"Tu tiempo es limitado, entonces no lo desperdicies viviendo la vida de otro. No se dejen atrapar por el dogma, que es vivir según los resultados del pensamiento de otros. No dejen que el ruido de las opiniones de los demás ahogue tu propia voz interior. Y lo más importante, tengan el coraje de seguir a su corazón y a su intuición". Steve Jobs.

lunes, 12 de septiembre de 2011

6º AÑO EL ESTADO DE BIENESTAR






El Estado de Bienestar

Con la crisis de Wall Street de los años 30 se comienza a pensar que el Mercado por sí solo no garantiza la adecuada distribución de recursos y un crecimiento económico equilibrado, y por tanto, que el Estado debe intervenir en la distribución de los recursos y la renta. Después de la Segunda Guerra Mundial se produce un importante crecimiento económico, acompañado de una fuerte presión social para distribuir la renta y la riqueza. Además, la progresiva implantación del sufragio universal y el clima de consenso alcanzado hace que el Estado por primera vez pase a ser el protagonista absoluto de la protección social. Mientras antes se trataba de proteger a la sociedad de la avaricia del Estado, a partir de este momento se invierten los papeles y se trata de proteger a la sociedad a través de la acción del Estado.

La implantación del Estado de Bienestar parecía dejar prácticamente la resolución de los problemas y conflictos en manos del Estado: es decir su protagonismo y consolidación como único sistema de acción adecuado para satisfacer las necesidades de los ciudadanos. Esto hace que este tipo de Estados se caracterice por un constante aumento de su estructura, elevado gasto social en proporción al P.N.B. y un importante desarrollo del sector público. El Estado de Bienestar propicia los siguientes cambios:

  • La introducción y ampliación de una serie de servicios sociales entre ellos la seguridad social.

  • Mantenimiento del pleno empleo como objetivo político primordial.

  • Nacionalización de servicios fundamentales.



Para lograr estos objetivos el Estado de Bienestar se basa en una industrialización sostenida, un aumento del sector servicios y en el desarrollo de las clases medias. Sus fundamentos son relativamente sencillos, por un lado se produce un reconocimiento de que cada miembro de la comunidad debe tener un mínimo nivel de vida y para ello se responsabiliza de una serie de servicios (educación, vivienda, servicios sociales, seguridad social, etc.). Por otro, se compromete a mantener una estabilidad económica, tratando de controlar los ciclos de crisis de la economía mediante su intervención a través de programas públicos. Finalmente se compromete al pleno empleo como uno de sus principales aspectos.

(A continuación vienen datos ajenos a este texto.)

//! CLI command implementations

mod info;
mod init;
mod plan;
mod validate;


use crate::cli::LogLevel;
use crate::config::{Cli, Command};

/// Execute a CLI command based on the parsed arguments
pub fn run_command(cli: Cli) -> Result<(), String> {
    let log_level = LogLevel::from_flags(cli.verbose, cli.quiet);

    match cli.command {
        Command::Validate(args) => validate::run_validate(args, log_level),
        Command::Info(args) => info::run_info(args, log_level),
        Command::Init(args) => init::run_init(args, log_level),
        Command::Plan(args) => plan::run_plan(args, log_level),
    }
}
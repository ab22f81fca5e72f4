//! Error types with actionable diagnostics.
//!
//! Every error names the file or field involved so a run can be fixed
//! without reading the loader.

use std::path::PathBuf;
use thiserror::Error;

use crate::config::interpolate::InterpolationError;
use crate::config::overrides::OverrideError;
use crate::config::validate::ValidationError;

/// Result type alias for configuration operations.
pub type Result<T> = std::result::Result<T, Error>;

/// Errors raised while loading, validating or deriving from a configuration.
#[derive(Error, Debug)]
pub enum Error {
    /// Configuration file not found at the given path.
    #[error("Configuration file not found: {path}\n  → Create one with `iris-config init` or check the path")]
    ConfigNotFound { path: PathBuf },

    /// Configuration document has invalid syntax or shape.
    #[error("Invalid configuration in {path}:\n  {message}\n  → Check YAML syntax and key names at the indicated line")]
    ConfigParsing { path: PathBuf, message: String },

    /// `${...}` reference could not be resolved.
    #[error("Interpolation failed: {0}")]
    Interpolation(#[from] InterpolationError),

    /// Command-line override could not be applied.
    #[error("Override failed: {0}\n  → Use the form section.key=value")]
    Override(#[from] OverrideError),

    /// Configuration parsed but violates an invariant.
    #[error("Invalid config: {0}")]
    Validation(#[from] ValidationError),

    /// Run directory is not usable.
    #[error("Run directory error: {message}\n  → {suggestion}")]
    RunLayout { message: String, suggestion: String },

    /// IO error with context.
    #[error("IO error: {context}\n  Cause: {source}")]
    Io {
        context: String,
        #[source]
        source: std::io::Error,
    },

    /// Serialization error.
    #[error("Serialization error: {message}")]
    Serialization { message: String },
}

impl Error {
    /// Create an IO error with context.
    pub fn io(context: impl Into<String>, source: std::io::Error) -> Self {
        Self::Io {
            context: context.into(),
            source,
        }
    }

    /// Check if this error is fixable by editing the configuration or arguments.
    pub fn is_user_error(&self) -> bool {
        matches!(
            self,
            Self::ConfigNotFound { .. }
                | Self::ConfigParsing { .. }
                | Self::Interpolation(_)
                | Self::Override(_)
                | Self::Validation(_)
                | Self::RunLayout { .. }
        )
    }

    /// Get the error code for structured output.
    pub fn code(&self) -> &'static str {
        match self {
            Self::ConfigNotFound { .. } => "E001",
            Self::ConfigParsing { .. } => "E002",
            Self::Validation(_) => "E003",
            Self::Interpolation(_) => "E004",
            Self::Override(_) => "E005",
            Self::RunLayout { .. } => "E010",
            Self::Io { .. } => "E050",
            Self::Serialization { .. } => "E051",
        }
    }
}
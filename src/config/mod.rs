//! Training run configuration
//!
//! Typed schema, loading with `${...}` references and `--set` overrides,
//! validation, starter templates and CLI argument types.

pub mod cli;
pub mod interpolate;
mod loader;
pub mod overrides;
mod schema;
mod templates;
pub mod validate;

pub use cli::{
    parse_args, Cli, Command, InfoArgs, InitArgs, OutputFormat, PlanArgs, ValidateArgs,
};
pub use loader::{
    check_required_keys, from_yaml_str, load_config, load_config_with_overrides, parse_document,
    save_config, to_json_string, to_yaml_string,
};
pub use schema::{
    ActorCriticEvaluation, ActorCriticTraining, CollectionParams, CollectorConfig, CommonConfig,
    ComponentTraining, EvaluationSettings, TokenizerEvaluation, TokenizerTraining, TrainConfig,
    TrainingSettings, WandbConfig, WorldModelEvaluation, WorldModelTraining, REQUIRED_KEYS,
    SAMPLING_PHASES,
};
pub use templates::{generate_config, generate_yaml, Template, DEFAULT_YAML};
pub use validate::{validate_config, ValidationError};
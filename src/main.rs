//! iris-config CLI
//!
//! Checks and inspects world-model agent training configurations before a
//! run is launched.
//!
//! # Usage
//!
//! ```bash
//! # Validate a config, with overrides
//! iris-config validate configs/trainer.yaml --set common.device=cpu
//!
//! # Show the resolved config
//! iris-config info configs/trainer.yaml --format yaml
//!
//! # Start a new config from a template
//! iris-config init --template debug --output configs/debug.yaml
//!
//! # Show the epoch schedule
//! iris-config plan configs/trainer.yaml --from 48 --to 52
//! ```

use clap::Parser;
use iris_config::cli::{run_command, Cli, LogLevel};
use std::process::ExitCode;
use tracing_subscriber::EnvFilter;

fn main() -> ExitCode {
    let cli = Cli::parse();

    let level = LogLevel::from_flags(cli.verbose, cli.quiet);
    let filter = EnvFilter::try_from_default_env()
        .unwrap_or_else(|_| EnvFilter::new(level.filter_directive()));
    tracing_subscriber::fmt()
        .with_env_filter(filter)
        .with_writer(std::io::stderr)
        .init();

    match run_command(cli) {
        Ok(()) => ExitCode::SUCCESS,
        Err(e) => {
            eprintln!("Error: {e}");
            ExitCode::FAILURE
        }
    }
}
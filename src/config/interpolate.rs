//! `${dotted.path}` interpolation over a parsed document
//!
//! A scalar that is exactly one reference takes the referenced node with its
//! type intact, so `horizon: ${common.sequence_length}` stays an integer.
//! References embedded in longer strings are substituted textually and must
//! point at scalars.

use serde_yaml::Value;

/// Interpolation errors
#[derive(Debug, Clone, PartialEq, thiserror::Error)]
pub enum InterpolationError {
    #[error("Unresolved reference ${{{reference}}}: no such key in the document")]
    Unresolved { reference: String },

    #[error("Reference cycle: {chain}")]
    Cycle { chain: String },

    #[error("Reference ${{{reference}}} points at a mapping or sequence and cannot be embedded in a string")]
    NotScalar { reference: String },

    #[error("Unterminated reference in value: {value}")]
    Unterminated { value: String },
}

/// Resolve every reference in `root`, returning a reference-free copy.
pub fn resolve(root: &Value) -> Result<Value, InterpolationError> {
    let mut stack = Vec::new();
    resolve_node(root, root, &mut stack)
}

/// Whether any string scalar under `node` carries a reference.
pub fn has_references(node: &Value) -> bool {
    match node {
        Value::String(s) => s.contains("${"),
        Value::Sequence(items) => items.iter().any(has_references),
        Value::Mapping(map) => map.values().any(has_references),
        Value::Tagged(tagged) => has_references(&tagged.value),
        _ => false,
    }
}

/// Look up a dotted path; numeric segments index into sequences.
pub fn lookup<'a>(root: &'a Value, path: &str) -> Option<&'a Value> {
    path.split('.').try_fold(root, |node, segment| match node {
        Value::Sequence(_) => segment.parse::<usize>().ok().and_then(|i| node.get(i)),
        _ => node.get(segment),
    })
}

fn resolve_node(
    node: &Value,
    root: &Value,
    stack: &mut Vec<String>,
) -> Result<Value, InterpolationError> {
    match node {
        Value::Mapping(map) => {
            let mut out = serde_yaml::Mapping::with_capacity(map.len());
            for (key, value) in map {
                out.insert(key.clone(), resolve_node(value, root, stack)?);
            }
            Ok(Value::Mapping(out))
        }
        Value::Sequence(items) => items
            .iter()
            .map(|item| resolve_node(item, root, stack))
            .collect::<Result<Vec<_>, _>>()
            .map(Value::Sequence),
        Value::String(s) => {
            if let Some(reference) = whole_reference(s) {
                follow(reference, root, stack)
            } else if s.contains("${") {
                substitute(s, root, stack).map(Value::String)
            } else {
                Ok(node.clone())
            }
        }
        _ => Ok(node.clone()),
    }
}

/// Resolve the node a reference points at.
fn follow(
    reference: &str,
    root: &Value,
    stack: &mut Vec<String>,
) -> Result<Value, InterpolationError> {
    if stack.iter().any(|seen| seen == reference) {
        let mut chain = stack.clone();
        chain.push(reference.to_string());
        return Err(InterpolationError::Cycle {
            chain: chain.join(" -> "),
        });
    }

    let target = lookup(root, reference).ok_or_else(|| InterpolationError::Unresolved {
        reference: reference.to_string(),
    })?;

    stack.push(reference.to_string());
    let resolved = resolve_node(target, root, stack);
    stack.pop();
    resolved
}

/// Replace every embedded reference in `text` with its scalar rendering.
fn substitute(
    text: &str,
    root: &Value,
    stack: &mut Vec<String>,
) -> Result<String, InterpolationError> {
    let mut out = String::with_capacity(text.len());
    let mut rest = text;

    while let Some(start) = rest.find("${") {
        out.push_str(&rest[..start]);
        let after = &rest[start + 2..];
        let end = after.find('}').ok_or_else(|| InterpolationError::Unterminated {
            value: text.to_string(),
        })?;
        let reference = &after[..end];

        match follow(reference, root, stack)? {
            Value::String(s) => out.push_str(&s),
            Value::Number(n) => out.push_str(&n.to_string()),
            Value::Bool(b) => out.push_str(&b.to_string()),
            Value::Null => out.push_str("null"),
            _ => {
                return Err(InterpolationError::NotScalar {
                    reference: reference.to_string(),
                })
            }
        }
        rest = &after[end + 1..];
    }

    out.push_str(rest);
    Ok(out)
}

/// `Some(path)` when the whole string is a single `${path}` reference.
fn whole_reference(s: &str) -> Option<&str> {
    let inner = s.strip_prefix("${")?.strip_suffix('}')?;
    if inner.is_empty() || inner.contains(['$', '{', '}']) {
        return None;
    }
    Some(inner)
}
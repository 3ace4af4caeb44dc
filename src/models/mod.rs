pub mod alert;
pub mod inventory;
pub mod settings;

// Re-export only the types we actually use
pub use alert::{generate_alerts, Alert, AlertKind, Priority};
pub use inventory::{
    classify, Department, Expiry, InventoryItem, ItemDetail, StockStatus,
};
pub use settings::AlertSettings;
use axum::{
    extract::{Path, Query, State},
    http::{header, HeaderName, StatusCode},
    Json,
};
use chrono::{NaiveDate, Utc};
use serde::Deserialize;

use crate::{
    export::{export_filename, to_csv},
    filters::{filter_items, StatusFilter},
    models::{Department, Expiry, InventoryItem, ItemDetail, StockStatus},
    store::Store,
};

// List/detail view of an item: the stored fields plus the derived status.
#[derive(serde::Serialize)]
pub struct ItemDisplay {
    pub id: i64,
    pub name: String,
    pub category: String,
    pub stock: u32,
    pub min_level: u32,
    pub expiry: Expiry,
    #[serde(flatten)]
    pub detail: ItemDetail,
    pub status: StockStatus,
}

impl ItemDisplay {
    pub fn from_item(item: &InventoryItem, today: NaiveDate) -> Self {
        Self {
            id: item.id,
            name: item.name.clone(),
            category: item.category.clone(),
            stock: item.stock,
            min_level: item.min_level,
            expiry: item.expiry,
            detail: item.detail.clone(),
            status: item.status(today),
        }
    }
}

// Payload for both create and update; the flattened detail field means a
// pharmacy body carries `price` and a lab body `unit`, never both.
#[derive(Deserialize)]
pub struct ItemForm {
    name: String,
    category: String,
    stock: u32,
    min_level: u32,
    expiry: Expiry,
    #[serde(flatten)]
    detail: ItemDetail,
}

impl ItemForm {
    fn into_item(self, id: i64) -> InventoryItem {
        InventoryItem {
            id,
            name: self.name,
            category: self.category,
            stock: self.stock,
            min_level: self.min_level,
            expiry: self.expiry,
            detail: self.detail,
        }
    }
}

#[derive(Deserialize)]
pub struct ListParams {
    search: Option<String>,
    filter: Option<String>,
}

#[derive(Deserialize)]
pub struct DeleteParams {
    confirm: Option<bool>,
}

fn parse_department(s: &str) -> Result<Department, StatusCode> {
    Department::parse(s).ok_or(StatusCode::NOT_FOUND)
}

fn parse_filter(s: Option<&str>) -> Result<StatusFilter, StatusCode> {
    match s {
        None => Ok(StatusFilter::All),
        Some(s) => StatusFilter::parse(s).ok_or(StatusCode::BAD_REQUEST),
    }
}

fn validate_form(
    form: &ItemForm,
    department: Department,
    today: NaiveDate,
) -> Result<(), StatusCode> {
    if form.name.trim().is_empty() || form.category.trim().is_empty() {
        return Err(StatusCode::BAD_REQUEST);
    }
    if !form.detail.matches(department) {
        return Err(StatusCode::BAD_REQUEST);
    }
    // Expiry dates in the past are rejected on write; "N/A" passes.
    if form.expiry.is_past(today) {
        return Err(StatusCode::BAD_REQUEST);
    }
    Ok(())
}

// List one department, narrowed by search text and status filter. A
// request without an explicit search falls back to the shared global
// search, the way the pages seed their local box from the navbar.
pub async fn list_items(
    State(store): State<Store>,
    Path(department): Path<String>,
    Query(params): Query<ListParams>,
) -> Result<Json<Vec<ItemDisplay>>, StatusCode> {
    let department = parse_department(&department)?;
    let filter = parse_filter(params.filter.as_deref())?;
    let today = Utc::now().date_naive();

    let data = store.read().map_err(|_| StatusCode::INTERNAL_SERVER_ERROR)?;
    let query = params
        .search
        .unwrap_or_else(|| data.global_search.clone());
    let items = filter_items(data.department(department), &query, filter, today);

    Ok(Json(
        items
            .into_iter()
            .map(|item| ItemDisplay::from_item(item, today))
            .collect(),
    ))
}

// Create a new item in the department's list
pub async fn create_item(
    State(store): State<Store>,
    Path(department): Path<String>,
    Json(form): Json<ItemForm>,
) -> Result<(StatusCode, Json<ItemDisplay>), StatusCode> {
    let department = parse_department(&department)?;
    let today = Utc::now().date_naive();
    validate_form(&form, department, today)?;

    let mut data = store.write().map_err(|_| StatusCode::INTERNAL_SERVER_ERROR)?;
    let item = form.into_item(data.next_item_id());
    data.department_mut(department).push(item.clone());
    data.refresh_alerts(today);

    Ok((StatusCode::CREATED, Json(ItemDisplay::from_item(&item, today))))
}

// In-place replace by id; the id and the owning department never change
pub async fn update_item(
    State(store): State<Store>,
    Path((department, id)): Path<(String, i64)>,
    Json(form): Json<ItemForm>,
) -> Result<Json<ItemDisplay>, StatusCode> {
    let department = parse_department(&department)?;
    let today = Utc::now().date_naive();
    validate_form(&form, department, today)?;

    let mut data = store.write().map_err(|_| StatusCode::INTERNAL_SERVER_ERROR)?;
    let list = data.department_mut(department);
    let slot = list
        .iter_mut()
        .find(|item| item.id == id)
        .ok_or(StatusCode::NOT_FOUND)?;
    *slot = form.into_item(id);
    let updated = slot.clone();
    data.refresh_alerts(today);

    Ok(Json(ItemDisplay::from_item(&updated, today)))
}

// Delete by id, only with explicit confirmation
pub async fn delete_item(
    State(store): State<Store>,
    Path((department, id)): Path<(String, i64)>,
    Query(params): Query<DeleteParams>,
) -> Result<StatusCode, StatusCode> {
    let department = parse_department(&department)?;
    if params.confirm != Some(true) {
        return Err(StatusCode::BAD_REQUEST);
    }

    let mut data = store.write().map_err(|_| StatusCode::INTERNAL_SERVER_ERROR)?;
    let list = data.department_mut(department);
    let before = list.len();
    list.retain(|item| item.id != id);
    if list.len() == before {
        return Err(StatusCode::NOT_FOUND);
    }
    data.refresh_alerts(Utc::now().date_naive());

    Ok(StatusCode::NO_CONTENT)
}

// CSV download of the currently filtered rows
pub async fn export_items(
    State(store): State<Store>,
    Path(department): Path<String>,
    Query(params): Query<ListParams>,
) -> Result<([(HeaderName, String); 2], String), (StatusCode, String)> {
    let department =
        parse_department(&department).map_err(|code| (code, "unknown department".to_string()))?;
    let filter = parse_filter(params.filter.as_deref())
        .map_err(|code| (code, "unknown status filter".to_string()))?;
    let today = Utc::now().date_naive();

    let data = store
        .read()
        .map_err(|_| (StatusCode::INTERNAL_SERVER_ERROR, "store unavailable".to_string()))?;
    let query = params
        .search
        .unwrap_or_else(|| data.global_search.clone());
    let rows = filter_items(data.department(department), &query, filter, today);

    let csv = to_csv(&rows, department, today)
        .map_err(|e| (StatusCode::UNPROCESSABLE_ENTITY, e.to_string()))?;

    let headers = [
        (
            header::CONTENT_TYPE,
            "text/csv; charset=utf-8".to_string(),
        ),
        (
            header::CONTENT_DISPOSITION,
            format!(
                "attachment; filename=\"{}\"",
                export_filename(department, today)
            ),
        ),
    ];
    Ok((headers, csv))
}

// Stat cards above the department table
pub async fn department_stats(
    State(store): State<Store>,
    Path(department): Path<String>,
) -> Result<Json<super::DepartmentSummary>, StatusCode> {
    let department = parse_department(&department)?;
    let today = Utc::now().date_naive();
    let data = store.read().map_err(|_| StatusCode::INTERNAL_SERVER_ERROR)?;
    Ok(Json(super::summarize(data.department(department), today)))
}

Este modelo que funcionó en los países occidentales, entra en crisis en los años 70.

La crisis del Estado de Bienestar

Lo cierto es que el modelo se mostró incompleto y entra en crisis, por ello, en un intento de disminuir la sobrecarga a que se ve sometido, el Estado pretende reducir servicios, desviando el máximo posible al campo del mercado, desmontando los servicios públicos y restaurando los mecanismos de libre competencia. En la actualidad se habla al menos de tres elementos básicos que llevaron a la crisis: los problemas económicos, los problemas de gobierno y los problemas fiscales, que se combinan para crear una crisis de legitimidad.

Problemas económicos:

  • Crisis económica de 1973.

  • Bajas tasas de crecimiento económico.

  • Aumento del desempleo.

  • Disminución de las tasas de inversión.

Problemas de gobierno:

  • Sobrecarga del Estado.
  • Problemas de crecimiento.
  • Crecimiento administrativo y burocrático.
  • Creciente complejidad.
  • Debido a su enorme tamaño, dificultades de coordinación y control.

Problemas fiscales:

  • Falta de equilibrio entre el gasto en servicios para el ciudadano y, su disposición a pagar por estos en forma de impuestos por el aumento de las necesidades sociales al producirse la crisis económica y el aumento del paro.
  • Los gobiernos comienzan a ser impopulares, sobre todo cuando adoptan la medida de aumentar impuestos para mantener las mismas prestaciones.